Authors such as Gabriel Garcia Marquez and Isabel Allende, their literary imaginings and magical realism, have informed the play's mythical-land like setting; playing with kinetic sand, ostensibly designed for children to play with, has provided a more tangible way to show its shifting sands and dusty horizons.
But the provocation comes from a far harsher reality. The idea for Dust Pilgrim - a Tale of Freedom came partly as Nolan and Parker were shocked by the April 2014 kidnapping of 276 girls from Chibok, Nigeria by jihadist group Boko Haram. "That incident was a big fuel for this work," says Nolan. "We were outraged that something like this can happen in this day and age and that they still haven't found most of the girls. We started talking about the idea of women and oppression and the current climate where it seems to be pervasive.

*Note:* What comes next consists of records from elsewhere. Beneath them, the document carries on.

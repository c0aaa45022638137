//! Supervisor behaviour against real child processes.
#![cfg(unix)]

use std::net::SocketAddr;
use std::path::PathBuf;
use std::time::Duration;

use hyper::{Body, Client, Method, Request, StatusCode};
use serde_json::{json, Value};

use resource_cluster::dispatcher::SelectionPolicy;
use resource_cluster::http;
use resource_cluster::lifecycle::{
    Cluster, RestartPolicy, Supervisor, SupervisorConfig, WorkerEntry, WorkerLaunch, WorkerRegistry,
    WorkerState,
};

fn shell(script: &str) -> WorkerLaunch {
    WorkerLaunch {
        program: PathBuf::from("sh"),
        args: vec!["-c".into(), script.into()],
    }
}

fn free_port() -> u16 {
    http::bind(SocketAddr::from(([127, 0, 0, 1], 0)))
        .unwrap()
        .local_addr()
        .unwrap()
        .port()
}

/// Polls slot 1 until `done` holds, failing the test after ten seconds.
async fn wait_for(registry: &WorkerRegistry, done: impl Fn(&WorkerEntry) -> bool) -> WorkerEntry {
    let deadline = tokio::time::Instant::now() + Duration::from_secs(10);
    loop {
        if let Some(entry) = registry.get(1) {
            if done(&entry) {
                return entry;
            }
        }
        assert!(tokio::time::Instant::now() < deadline, "timed out, registry: {:?}", registry.snapshot());
        tokio::time::sleep(Duration::from_millis(20)).await;
    }
}

#[tokio::test]
async fn test_exited_worker_stays_dead_without_restart_policy() {
    let registry = WorkerRegistry::new();
    let config = SupervisorConfig {
        worker_count: 1,
        base_port: free_port(),
        launch: shell("exit 3"),
        restart: RestartPolicy::Never,
        ready_timeout: Duration::from_secs(1),
    };
    let handle = Supervisor::new(config, registry.clone()).start().unwrap();

    let entry = wait_for(&registry, |w| w.state == WorkerState::Dead).await;
    assert!(entry.pid.is_some());

    tokio::time::sleep(Duration::from_millis(200)).await;
    let entry = registry.get(1).unwrap();
    assert_eq!(entry.state, WorkerState::Dead);
    assert_eq!(entry.restarts, 0);

    handle.shutdown().await.unwrap();
}

#[tokio::test]
async fn test_backoff_restarts_until_the_limit() {
    let registry = WorkerRegistry::new();
    let config = SupervisorConfig {
        worker_count: 1,
        base_port: free_port(),
        launch: shell("exit 1"),
        restart: RestartPolicy::Backoff {
            initial: Duration::from_millis(10),
            max: Duration::from_millis(40),
            max_restarts: Some(2),
        },
        ready_timeout: Duration::from_secs(1),
    };
    let handle = Supervisor::new(config, registry.clone()).start().unwrap();

    wait_for(&registry, |w| w.restarts == 2 && w.state == WorkerState::Dead).await;

    tokio::time::sleep(Duration::from_millis(300)).await;
    let entry = registry.get(1).unwrap();
    assert_eq!(entry.restarts, 2);
    assert_eq!(entry.state, WorkerState::Dead);

    handle.shutdown().await.unwrap();
}

#[tokio::test]
async fn test_shutdown_kills_running_workers() {
    let registry = WorkerRegistry::new();
    let config = SupervisorConfig {
        worker_count: 1,
        base_port: free_port(),
        launch: shell("sleep 30"),
        restart: RestartPolicy::Never,
        ready_timeout: Duration::from_secs(30),
    };
    let handle = Supervisor::new(config, registry.clone()).start().unwrap();

    wait_for(&registry, |w| w.pid.is_some()).await;
    assert_eq!(registry.get(1).unwrap().state, WorkerState::Starting);

    handle.shutdown().await.unwrap();
    assert_eq!(registry.get(1).unwrap().state, WorkerState::Dead);
}

#[tokio::test]
async fn test_missing_program_is_recorded_dead() {
    let registry = WorkerRegistry::new();
    let config = SupervisorConfig {
        worker_count: 1,
        base_port: free_port(),
        launch: WorkerLaunch {
            program: PathBuf::from("/nonexistent/resource-cluster-worker"),
            args: vec![],
        },
        restart: RestartPolicy::Never,
        ready_timeout: Duration::from_secs(1),
    };
    let handle = Supervisor::new(config, registry.clone()).start().unwrap();

    let entry = wait_for(&registry, |w| w.state == WorkerState::Dead).await;
    assert_eq!(entry.pid, None);

    handle.shutdown().await.unwrap();
}

#[tokio::test]
async fn test_worker_not_ready_in_time_is_killed() {
    let registry = WorkerRegistry::new();
    let config = SupervisorConfig {
        worker_count: 1,
        base_port: free_port(),
        launch: shell("sleep 30"),
        restart: RestartPolicy::Never,
        ready_timeout: Duration::from_millis(100),
    };
    let started = tokio::time::Instant::now();
    let handle = Supervisor::new(config, registry.clone()).start().unwrap();

    let entry = wait_for(&registry, |w| w.state == WorkerState::Dead).await;
    assert!(started.elapsed() < Duration::from_secs(10));
    assert_eq!(entry.restarts, 0);

    handle.shutdown().await.unwrap();
}

#[tokio::test]
async fn test_occupied_port_is_never_reported_ready() {
    let base_port = free_port();
    let Ok(squatter) = std::net::TcpListener::bind(("127.0.0.1", base_port + 1)) else {
        return; // port taken by something else on this host
    };
    let registry = WorkerRegistry::new();
    let config = SupervisorConfig {
        worker_count: 1,
        base_port,
        launch: shell("sleep 30"),
        restart: RestartPolicy::Never,
        ready_timeout: Duration::from_secs(5),
    };
    let handle = Supervisor::new(config, registry.clone()).start().unwrap();

    let entry = wait_for(&registry, |w| w.state == WorkerState::Dead).await;
    assert_eq!(entry.pid, None, "no child may be launched onto a taken port");

    handle.shutdown().await.unwrap();
    drop(squatter);
}

#[tokio::test]
async fn test_shutdown_during_backoff_does_not_relaunch() {
    let registry = WorkerRegistry::new();
    let config = SupervisorConfig {
        worker_count: 1,
        base_port: free_port(),
        launch: shell("exit 1"),
        restart: RestartPolicy::Backoff {
            initial: Duration::from_secs(30),
            max: Duration::from_secs(30),
            max_restarts: None,
        },
        ready_timeout: Duration::from_secs(1),
    };
    let handle = Supervisor::new(config, registry.clone()).start().unwrap();
    wait_for(&registry, |w| w.state == WorkerState::Dead).await;

    tokio::time::timeout(Duration::from_secs(5), handle.shutdown())
        .await
        .expect("shutdown must not wait out the backoff")
        .unwrap();

    let entry = registry.get(1).unwrap();
    assert_eq!(entry.state, WorkerState::Dead);
    assert_eq!(entry.restarts, 0);
}

#[tokio::test]
async fn test_workers_run_in_their_own_process_group() {
    let registry = WorkerRegistry::new();
    let config = SupervisorConfig {
        worker_count: 1,
        base_port: free_port(),
        launch: shell("sleep 30"),
        restart: RestartPolicy::Never,
        ready_timeout: Duration::from_secs(30),
    };
    let handle = Supervisor::new(config, registry.clone()).start().unwrap();
    let pid = wait_for(&registry, |w| w.pid.is_some()).await.pid.unwrap();

    let output = std::process::Command::new("ps")
        .args(["-o", "pgid=", "-p", &pid.to_string()])
        .output()
        .unwrap();
    let pgid: u32 = String::from_utf8_lossy(&output.stdout).trim().parse().unwrap();
    assert_eq!(pgid, pid, "a terminal Ctrl-C must not reach the worker directly");

    handle.shutdown().await.unwrap();
}

/// The real binary in worker mode, behind a real dispatcher.
#[tokio::test]
async fn test_cluster_serves_through_a_worker_process() {
    let listener = http::bind(SocketAddr::from(([127, 0, 0, 1], 0))).unwrap();
    let base_port = listener.local_addr().unwrap().port();
    let config = SupervisorConfig {
        worker_count: 1,
        base_port,
        launch: WorkerLaunch {
            program: PathBuf::from(env!("CARGO_BIN_EXE_resource-cluster")),
            args: vec!["worker".into()],
        },
        restart: RestartPolicy::Never,
        ready_timeout: Duration::from_secs(10),
    };
    let cluster = Cluster::start(listener, SelectionPolicy::RoundRobin, config).unwrap();
    let registry = cluster.registry();
    let addr = cluster.local_addr().unwrap();

    let entry = wait_for(&registry, |w| w.state == WorkerState::Ready).await;
    assert_eq!(entry.port, base_port + 1);

    let client = Client::new();
    let req = Request::builder()
        .method(Method::POST)
        .uri(format!("http://{addr}/api/resources"))
        .body(Body::from(json!({"name": "a", "count": 1, "tags": []}).to_string()))
        .unwrap();
    let response = client.request(req).await.unwrap();
    assert_eq!(response.status(), StatusCode::CREATED);
    let bytes = hyper::body::to_bytes(response.into_body()).await.unwrap();
    let created: Value = serde_json::from_slice(&bytes).unwrap();
    assert_eq!(created["name"], "a");

    cluster.shutdown().await.unwrap();
    assert_eq!(registry.get(1).unwrap().state, WorkerState::Dead);
}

"We looked at it from the pressures on women, which can be oppressive, all the way to women who live in societies where the oppression is overt. I guess you could say from the everyday to the massive global situation."
They chose to make the scenario in Dust Pilgrim more complex by making the oppressor a woman; a mother of a young girl who is "trapped in a life built on dust and shifting sands" but who makes a daring bid for freedom.
Without wanting to become cliched, Parker says the premise is that whether you're dealing with a more subtle kind of oppression or a violent and terrible regime, change can come about through the actions of one individual doing one small thing.
"One small action can start an entire movement which threatens very established and powerful systems."
They describe the now nearly finished product as epic but intimate. A cast of three - Alison Bruce (The Almighty Johnsons, Calendar Girls), Ella Becroft (Coverband, Power Rangers Megaforce) and Tom Eason - have spent about a year, on and off, devising the story.
It's Bruce's fourth collaboration with Red Leap.
"I'm most excited by theatre which isn't domestic and I've always wanted to be a part of that more physical theatre," says Bruce. "I love to watch it and I think it's exciting to be involved with because it's about making your whole self work, about having a strong sense of imagination and what's possible in terms of finding ways to magnify that and create scenes and stories. You can do that with words but when you do it physically, you can do so much more."
Bruce, who appeared in eight of the nine seasons of The Arrival, was born and spent her first eight years in Tanzania. She says these formative years left her with an acute awareness of oppression and social inequality. It also helped develop her understanding of what it feels like to be an outsider.
"We came to New Zealand when I was 8 and it was huge culture shock," she recalls. "There was a wonderful imaginative openness to growing up in Africa that I think has definitely fuelled a playfulness and willingness to try new things out, which you need when you're working on devised theatre."